First term in Equation (3) accounts for the Poiseuille flow corrected for the proportion of molecules with mean free path larger than the tube diameter. Central term describes slip flow in which molecules that interact with tube walls are assumed to possess no average flow momentum. Last term in Equation (3) accounts for molecular diffusion near tube walls. The pressure gradient $p_{\mathrm{in}}/L$ in Equation (3) implicitly includes the difference between the inlet and the outlet partial pressures, because directional flow will stop when these two pressures are equal. Outlet pressure is always assumed to be downstream from the inlet. The inlet pressure will change with the flyby time during sample admission into the holding tank, mainly due to hypervelocity changes in the atmosphere composition in the bow shock (dependent on probe velocity) whereas the outlet pressure will change due to the active pumping of the holding tank.

Inlet pressure $p_{\mathrm{in}}(t)$ in Equation (3) is scaled by the characteristic pressure $p_c$:

$$p_c=\frac{k_{\mathrm{B}}T}{\sqrt{2}\pi d_m^{2}d}.$$

(4)

The $p_c$ is pressure at which molecular mean free path $\lambda$ ~$d_m^{-2}$ (for a given molecular mass m and temperature T) equals the tube diameter d, and is dominated by CO₂ gas. The collisional diameter $d_m$ in Equation (4) is dependent on molecular mass m, gas temperature, and gas pressure. We estimate the value for $d_m$ using the gas viscosity $\eta$ and the approximate relation $\eta \approx \rho \overline{c}\lambda /2$ [47], where $\rho$ and $\overline{c}$ are mass density and mean molecular thermal velocity, respectively. The thermal and physical properties of CO₂ gas are well known [48,49,50,51,52] and viscosity data can be conveniently tabulated for wide range of temperatures and pressures relevant to Venus’ atmosphere. Viscosity data for CO₂ gas are then used to estimate free mean path $\lambda$, collisional molecular diameter $d_m$, and characteristic pressure p_c.

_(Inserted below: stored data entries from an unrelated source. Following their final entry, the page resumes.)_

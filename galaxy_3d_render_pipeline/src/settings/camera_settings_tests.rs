use super::*;

// ============================================================================
// Render scale composition
// ============================================================================

#[test]
fn test_inherit_uses_global_scale() {
    let settings = CameraSettings { render_scale: 0.5, ..Default::default() };
    assert_eq!(settings.resolve_render_scale(1.5), 1.5);
}

#[test]
fn test_multiply_composes_scales() {
    let settings = CameraSettings {
        render_scale_mode: RenderScaleMode::Multiply,
        render_scale: 0.5,
        ..Default::default()
    };
    assert_eq!(settings.resolve_render_scale(1.5), 0.75);
}

#[test]
fn test_override_ignores_global_scale() {
    let settings = CameraSettings {
        render_scale_mode: RenderScaleMode::Override,
        render_scale: 0.25,
        ..Default::default()
    };
    assert_eq!(settings.resolve_render_scale(2.0), 0.25);
}

// ============================================================================
// Defaults
// ============================================================================

#[test]
fn test_shared_default_is_one_instance() {
    let a = CameraSettings::shared_default() as *const CameraSettings;
    let b = CameraSettings::shared_default() as *const CameraSettings;
    assert_eq!(a, b);
}

#[test]
fn test_default_values() {
    let settings = CameraSettings::default();
    assert!(settings.copy_color && settings.copy_depth);
    assert_eq!(settings.rendering_layer_mask, u32::MAX);
    assert!(settings.allow_fxaa);
    assert_eq!(settings.final_blend_mode, FinalBlendMode::OPAQUE);
}

#[test]
fn test_blend_factor_values() {
    assert_eq!(BlendFactor::Zero.as_float(), 0.0);
    assert_eq!(BlendFactor::One.as_float(), 1.0);
    assert_eq!(BlendFactor::OneMinusSrcAlpha.as_float(), 10.0);
}
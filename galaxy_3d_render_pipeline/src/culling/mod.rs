//! Culling: visibility queries for one camera.
//!
//! The [`Culler`] derives culling parameters from a camera and runs the host's
//! visibility query. [`FrustumVisibility`] is a ready-made query for hosts
//! that keep a flat list of renderers.

mod culling_results;
mod culler;
mod visibility;

pub use culling_results::{
    CullingParameters, CullingResults, VisibleRenderer, VisibleLight, LightKind, RendererId,
};
pub use culler::Culler;
pub use visibility::{AABB, SceneRenderer, FrustumVisibility};
/// Final pass: composites the color attachment onto the camera target when
/// no post FX runs.

use crate::error::Galaxy3dResult;
use crate::copier::CameraRendererCopier;
use crate::passes::{required, CameraTextures};
use crate::render_graph::{GlobalBinding, RecordingScope};

pub struct FinalPass;

impl FinalPass {
    pub const NAME: &'static str = "Final";

    pub fn record(
        scope: &mut RecordingScope<'_>,
        copier: CameraRendererCopier,
        textures: &CameraTextures,
    ) -> Galaxy3dResult<()> {
        scope.record(
            Self::NAME,
            |builder| {
                let color = builder.read(required(textures.color_attachment, "color attachment")?)?;
                builder.write_binding(GlobalBinding::SrcBlend);
                builder.write_binding(GlobalBinding::DstBlend);
                builder.write_binding(GlobalBinding::SourceTexture);
                Ok(color)
            },
            move |color, ctx| {
                let source = ctx.texture(*color)?;
                copier.copy_to_camera_target(ctx, source)
            },
        )?;
        Ok(())
    }
}

#[cfg(test)]
#[path = "final_pass_tests.rs"]
mod tests;
/// Global resource bindings shared between passes.
///
/// Passes never hand resources to each other directly; they bind them to one
/// of these slots and later passes sample the slot.

use glam::Vec4;
use rustc_hash::FxHashMap;
use crate::graphics_device::TextureRef;

/// Closed set of global binding slots
#[derive(Debug, Clone, Copy, PartialEq, Eq, Hash)]
pub enum GlobalBinding {
    /// `(1/w, 1/h, w, h)` of the camera buffers
    BufferSize,
    ColorAttachment,
    DepthAttachment,
    /// Sampleable copy of the color attachment
    ColorTexture,
    /// Sampleable copy of the depth attachment
    DepthTexture,
    /// Input of copy and blit draws
    SourceTexture,
    SrcBlend,
    DstBlend,
}

impl GlobalBinding {
    pub const ALL: [GlobalBinding; 8] = [
        GlobalBinding::BufferSize,
        GlobalBinding::ColorAttachment,
        GlobalBinding::DepthAttachment,
        GlobalBinding::ColorTexture,
        GlobalBinding::DepthTexture,
        GlobalBinding::SourceTexture,
        GlobalBinding::SrcBlend,
        GlobalBinding::DstBlend,
    ];

    /// Shader property name of the slot
    pub fn shader_name(&self) -> &'static str {
        match self {
            GlobalBinding::BufferSize => "_CameraBufferSize",
            GlobalBinding::ColorAttachment => "_CameraColorAttachment",
            GlobalBinding::DepthAttachment => "_CameraDepthAttachment",
            GlobalBinding::ColorTexture => "_CameraColorTexture",
            GlobalBinding::DepthTexture => "_CameraDepthTexture",
            GlobalBinding::SourceTexture => "_SourceTexture",
            GlobalBinding::SrcBlend => "_CameraSrcBlend",
            GlobalBinding::DstBlend => "_CameraDstBlend",
        }
    }
}

/// Value bound to a slot
#[derive(Debug, Clone, Copy, PartialEq)]
pub enum BindingValue {
    Texture(TextureRef),
    Vector(Vec4),
    Float(f32),
}

/// What is currently bound to each slot during one frame
#[derive(Debug, Default)]
pub struct BindingTable {
    values: FxHashMap<GlobalBinding, BindingValue>,
}

impl BindingTable {
    pub fn get(&self, binding: GlobalBinding) -> Option<BindingValue> {
        self.values.get(&binding).copied()
    }

    pub fn set(&mut self, binding: GlobalBinding, value: BindingValue) {
        self.values.insert(binding, value);
    }

    /// Slots currently holding `texture`, in `GlobalBinding::ALL` order
    pub fn bound_to(&self, texture: TextureRef) -> Vec<GlobalBinding> {
        GlobalBinding::ALL
            .into_iter()
            .filter(|binding| self.get(*binding) == Some(BindingValue::Texture(texture)))
            .collect()
    }
}
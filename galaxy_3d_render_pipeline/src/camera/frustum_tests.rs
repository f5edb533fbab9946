use glam::{Mat4, Vec3};
use crate::culling::AABB;
use super::*;

fn perspective_vp() -> Mat4 {
    let projection = Mat4::perspective_rh(std::f32::consts::FRAC_PI_4, 16.0 / 9.0, 0.1, 100.0);
    let view = Mat4::look_at_rh(Vec3::new(0.0, 0.0, 5.0), Vec3::ZERO, Vec3::Y);
    projection * view
}

fn unit_box_at(center: Vec3) -> AABB {
    AABB { min: center - Vec3::splat(0.5), max: center + Vec3::splat(0.5) }
}

// ============================================================================
// Frustum::from_view_projection
// ============================================================================

#[test]
fn test_planes_are_normalized() {
    let frustum = Frustum::from_view_projection(&perspective_vp()).unwrap();
    for plane in &frustum.planes {
        assert!((plane.truncate().length() - 1.0).abs() < 1e-4);
    }
}

#[test]
fn test_orthographic_projection_is_valid() {
    let projection = Mat4::orthographic_rh(-10.0, 10.0, -10.0, 10.0, 0.1, 100.0);
    assert!(Frustum::from_view_projection(&projection).is_some());
}

#[test]
fn test_zero_matrix_is_degenerate() {
    assert!(Frustum::from_view_projection(&Mat4::ZERO).is_none());
}

#[test]
fn test_non_finite_matrix_is_degenerate() {
    let mut m = perspective_vp();
    m.x_axis.x = f32::NAN;
    assert!(Frustum::from_view_projection(&m).is_none());
}

#[test]
fn test_origin_is_inside_all_planes() {
    let frustum = Frustum::from_view_projection(&perspective_vp()).unwrap();
    for plane in 0..6 {
        assert!(frustum.distance(plane, Vec3::ZERO) > 0.0, "plane {} rejects origin", plane);
    }
}

// ============================================================================
// AABB tests
// ============================================================================

#[test]
fn test_box_in_front_of_camera_is_visible() {
    let frustum = Frustum::from_view_projection(&perspective_vp()).unwrap();
    assert!(frustum.intersects_aabb(&unit_box_at(Vec3::ZERO)));
}

#[test]
fn test_box_behind_camera_is_culled() {
    let frustum = Frustum::from_view_projection(&perspective_vp()).unwrap();
    assert!(!frustum.intersects_aabb(&unit_box_at(Vec3::new(0.0, 0.0, 20.0))));
}

#[test]
fn test_box_beyond_far_plane_is_culled() {
    let frustum = Frustum::from_view_projection(&perspective_vp()).unwrap();
    assert!(!frustum.intersects_aabb(&unit_box_at(Vec3::new(0.0, 0.0, -200.0))));
}
/// GraphicsDevice trait - long-lived GPU objects and platform capabilities.

use crate::error::Galaxy3dResult;
use crate::graphics_device::{MaterialHandle, TextureDesc, TextureHandle};

/// Host graphics device
pub trait GraphicsDevice {
    /// Whether the platform can copy between render textures directly.
    ///
    /// Queried once per camera renderer and cached.
    fn supports_copy_texture(&self) -> bool;

    /// Create a material from a shader name
    fn create_material(&mut self, shader: &str) -> Galaxy3dResult<MaterialHandle>;

    /// Destroy a material created by this device
    fn destroy_material(&mut self, material: MaterialHandle) -> Galaxy3dResult<()>;

    /// Create a persistent texture
    fn create_texture(&mut self, desc: &TextureDesc) -> Galaxy3dResult<TextureHandle>;

    /// Destroy a texture created by this device
    fn destroy_texture(&mut self, texture: TextureHandle) -> Galaxy3dResult<()>;
}
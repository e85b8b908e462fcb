//! Transfer Curves
//!
//! Named generators for wave-shaper transfer curves. A shaper stage may ask
//! for a curve by name instead of carrying raw sample data; the name is
//! resolved here when the stage is built.

use libm::Libm;
use std::collections::{BTreeMap, HashMap};

/// Default number of samples in a generated curve
pub const DEFAULT_CURVE_SAMPLES: usize = 44100;

/// Default drive for the `distort` curve
pub const DEFAULT_DISTORT_AMOUNT: f64 = 50.0;

/// Named numeric parameters for a curve generator
pub type CurveParams = BTreeMap<String, f64>;

/// Curve generator function: `(params, sample_count) -> curve`
pub type CurveFn = fn(&CurveParams, usize) -> Vec<f32>;

/// Soft-clipping distortion curve
///
/// For each sample `i`, `x = i * 2 / n - 1` and
/// `curve[i] = (3 + amount) * x * 20° / (π + amount * |x|)`.
///
/// A missing `amount` means 50; an explicit `amount` of 0 is kept and gives
/// a gentle linear slope rather than the default drive.
pub fn distort(params: &CurveParams, sample_count: usize) -> Vec<f32> {
    let amount = params
        .get("amount")
        .copied()
        .unwrap_or(DEFAULT_DISTORT_AMOUNT);
    let deg = core::f64::consts::PI / 180.0;
    let n = sample_count as f64;

    (0..sample_count)
        .map(|i| {
            let x = i as f64 * 2.0 / n - 1.0;
            let shaped = (3.0 + amount) * x * 20.0 * deg;
            (shaped / (core::f64::consts::PI + amount * Libm::<f64>::fabs(x))) as f32
        })
        .collect()
}

/// Lookup table of named curve generators
#[derive(Clone)]
pub struct CurveTable {
    generators: HashMap<String, CurveFn>,
}

impl core::fmt::Debug for CurveTable {
    fn fmt(&self, f: &mut core::fmt::Formatter<'_>) -> core::fmt::Result {
        f.debug_struct("CurveTable")
            .field("names", &self.names())
            .finish()
    }
}

impl CurveTable {
    /// Create a table holding the built-in curves
    pub fn new() -> Self {
        let mut table = Self::empty();
        table.register("distort", distort);
        table
    }

    /// Create a table with no curves registered
    pub fn empty() -> Self {
        Self {
            generators: HashMap::new(),
        }
    }

    /// Register (or replace) a named generator
    pub fn register(&mut self, name: impl Into<String>, generator: CurveFn) {
        self.generators.insert(name.into(), generator);
    }

    pub fn contains(&self, name: &str) -> bool {
        self.generators.contains_key(name)
    }

    /// Generate a curve by name
    ///
    /// `sample_count` falls back to [`DEFAULT_CURVE_SAMPLES`].
    pub fn generate(
        &self,
        name: &str,
        params: &CurveParams,
        sample_count: Option<usize>,
    ) -> Option<Vec<f32>> {
        let generator = self.generators.get(name)?;
        Some(generator(
            params,
            sample_count.unwrap_or(DEFAULT_CURVE_SAMPLES),
        ))
    }

    /// Names of all registered curves, sorted
    pub fn names(&self) -> Vec<&str> {
        let mut names: Vec<_> = self.generators.keys().map(String::as_str).collect();
        names.sort_unstable();
        names
    }
}

impl Default for CurveTable {
    fn default() -> Self {
        Self::new()
    }
}

/// Generate a built-in curve by name
pub fn generate_curve(
    name: &str,
    params: &CurveParams,
    sample_count: Option<usize>,
) -> Option<Vec<f32>> {
    CurveTable::new().generate(name, params, sample_count)
}
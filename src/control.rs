//! Shared Control Targets
//!
//! The audible frequency and envelope gain targets, published for a
//! rendering thread. Only the voice controller writes them.

use std::sync::atomic::{AtomicU64, Ordering};
use std::sync::Arc;

/// Atomic f64 for lock-free communication between threads
///
/// Uses AtomicU64 internally since there's no native AtomicF64.
#[derive(Debug)]
pub struct AtomicF64(AtomicU64);

impl AtomicF64 {
    pub fn new(value: f64) -> Self {
        Self(AtomicU64::new(value.to_bits()))
    }

    pub fn get(&self) -> f64 {
        f64::from_bits(self.0.load(Ordering::Relaxed))
    }

    pub fn set(&self, value: f64) {
        self.0.store(value.to_bits(), Ordering::Relaxed);
    }
}

impl Default for AtomicF64 {
    fn default() -> Self {
        Self::new(0.0)
    }
}

/// A published target value and the glide time used to reach it
#[derive(Debug, Default)]
pub struct ControlTarget {
    value: AtomicF64,
    time_constant: AtomicF64,
}

impl ControlTarget {
    pub fn new(value: f64) -> Self {
        Self {
            value: AtomicF64::new(value),
            time_constant: AtomicF64::new(0.0),
        }
    }

    pub fn value(&self) -> f64 {
        self.value.get()
    }

    pub fn time_constant(&self) -> f64 {
        self.time_constant.get()
    }

    pub(crate) fn retarget(&self, value: f64, time_constant: f64) {
        self.time_constant.set(time_constant);
        self.value.set(value);
    }
}

/// Frequency and gain targets shared with the rendering side
///
/// Cloning shares the same underlying values.
#[derive(Debug, Clone)]
pub struct ControlTargets {
    pub frequency: Arc<ControlTarget>,
    pub gain: Arc<ControlTarget>,
}

impl ControlTargets {
    pub fn new(frequency: f64, gain: f64) -> Self {
        Self {
            frequency: Arc::new(ControlTarget::new(frequency)),
            gain: Arc::new(ControlTarget::new(gain)),
        }
    }
}
//! # Monosynth: Last-Note-Priority Synth Controller
//!
//! `monosynth` turns note messages from input devices into a monophonic voice
//! with glide and an attack/release envelope. The sound itself comes from a
//! configurable set of parallel stage pipelines (oscillator, filter, shaper,
//! delay) that all feed one envelope gain.
//!
//! ## Architecture
//!
//! - **Registry** - Ordered key/value store behind the held-note stack and the device sets
//! - **Voice Controller** - Last-note priority, producing frequency/gain ramps
//! - **Device Binding** - Input discovery, filtering and hot-plug through a [`Transport`]
//! - **Pipeline Assembler** - Builds, tears down and exports stage graphs on an [`Engine`]
//! - **Synth** - Event ingestion tying the above together
//!
//! ## Quick Start
//!
//! ```rust,no_run
//! use monosynth::prelude::*;
//!
//! let transport = VirtualTransport::new().with_input("kbd", "Keyboard");
//! let options = SynthOptions::default().with_graph(
//!     GraphConfig::silent()
//!         .with_gain(0.8)
//!         .with_pipeline(vec![
//!             StageDescriptor::oscillator(Waveform::Sawtooth),
//!             StageDescriptor::filter(FilterType::Lowpass, 1200.0),
//!         ]),
//! );
//!
//! let mut synth = Synth::new(StageGraph::new(), transport.clone(), options).unwrap();
//! synth.connect_inputs().unwrap();
//!
//! // Note-on for A4 arrives from the keyboard
//! transport.send("kbd", &[0x90, 69, 100]);
//! synth.process_events();
//! ```

pub mod config;
pub mod control;
pub mod curves;
pub mod device;
pub mod engine;
pub mod error;
pub mod event;
pub mod graph;
pub mod midi;
pub mod param;
pub mod pipeline;
pub mod registry;
pub mod synth;
pub mod transport;
pub mod voice;

/// Prelude module for convenient imports
pub mod prelude {
    // Core containers
    pub use crate::registry::{Registry, RegistryEntry, RegistryError};

    // Curves and tuning
    pub use crate::curves::{distort, generate_curve, CurveParams, CurveTable};
    pub use crate::midi::{frequency_from_note_number, NoteMessage};

    // Voice control
    pub use crate::control::{AtomicF64, ControlTarget, ControlTargets};
    pub use crate::voice::{ActiveVoice, Ramp, VoiceController, VoiceParams, VoiceTiming};

    // Devices
    pub use crate::device::{
        DeviceBindingManager, DeviceInfo, DeviceRecord, DeviceSnapshot, InputFilter, Transport,
    };
    pub use crate::event::{event_channel, Discovery, EventSender, SynthEvent};
    pub use crate::transport::VirtualTransport;

    // Engine and pipelines
    pub use crate::engine::{Engine, FilterType, Oversample, ParamName, Waveform};
    pub use crate::graph::{GraphError, NodeId, StageGraph};
    pub use crate::param::AudioParam;
    pub use crate::pipeline::{
        CurveSpec, GraphConfig, NamedCurve, PipelineAssembler, StageDescriptor,
    };

    // Controller
    pub use crate::config::SynthOptions;
    pub use crate::error::{ConfigError, DeviceBindingError, SynthError};
    pub use crate::synth::Synth;
}

pub use error::{Result, SynthError};
pub use prelude::*;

Although not considered in this work, a similar approach could be applied to all minor species listed in Table 2 and Table 3 whenever their viscosity data are known. However, detailed viscosity studies exist only for a few chemical species of interest to the present study. For example, Hanley [53] reports the viscosity of dilute Ar, Kr, and Xe gases for temperatures from 2000 K down to about one-half the critical temperature. Similarly, for N₂ and O₂ viscosity, Cole & Wakeham [54] report values in the zero-density limit for 110–2100 K temperature range. Viscosity for binary gas mixtures can be approximated using results of Brokaw [55] and Davidson [56], and in general can yield the corrections to the CO₂ diameter $d_m$ for binary mixtures with nitrogen. For simplicity we neglect contribution of N₂ viscosity in CO₂/N₂ binary mixture because N₂ enters the mixture at 3.5%. Instead, when passing through the sampling inlet shown in Figure 1, all minor species are regarded as fully dissolved in the dominant CO₂ matrix. By maintaining the sampling inlet flow at room temperature, the characteristic pressure p_c in Equation (4) is due to CO₂ and will change only with the tube diameter d. For the fixed dimensions of the sampling tube, the pV-flow $Q_{d,L}^m$ in Equation (3) will predominantly change with the inlet pressure p_in and the type of chemical species m being transferred.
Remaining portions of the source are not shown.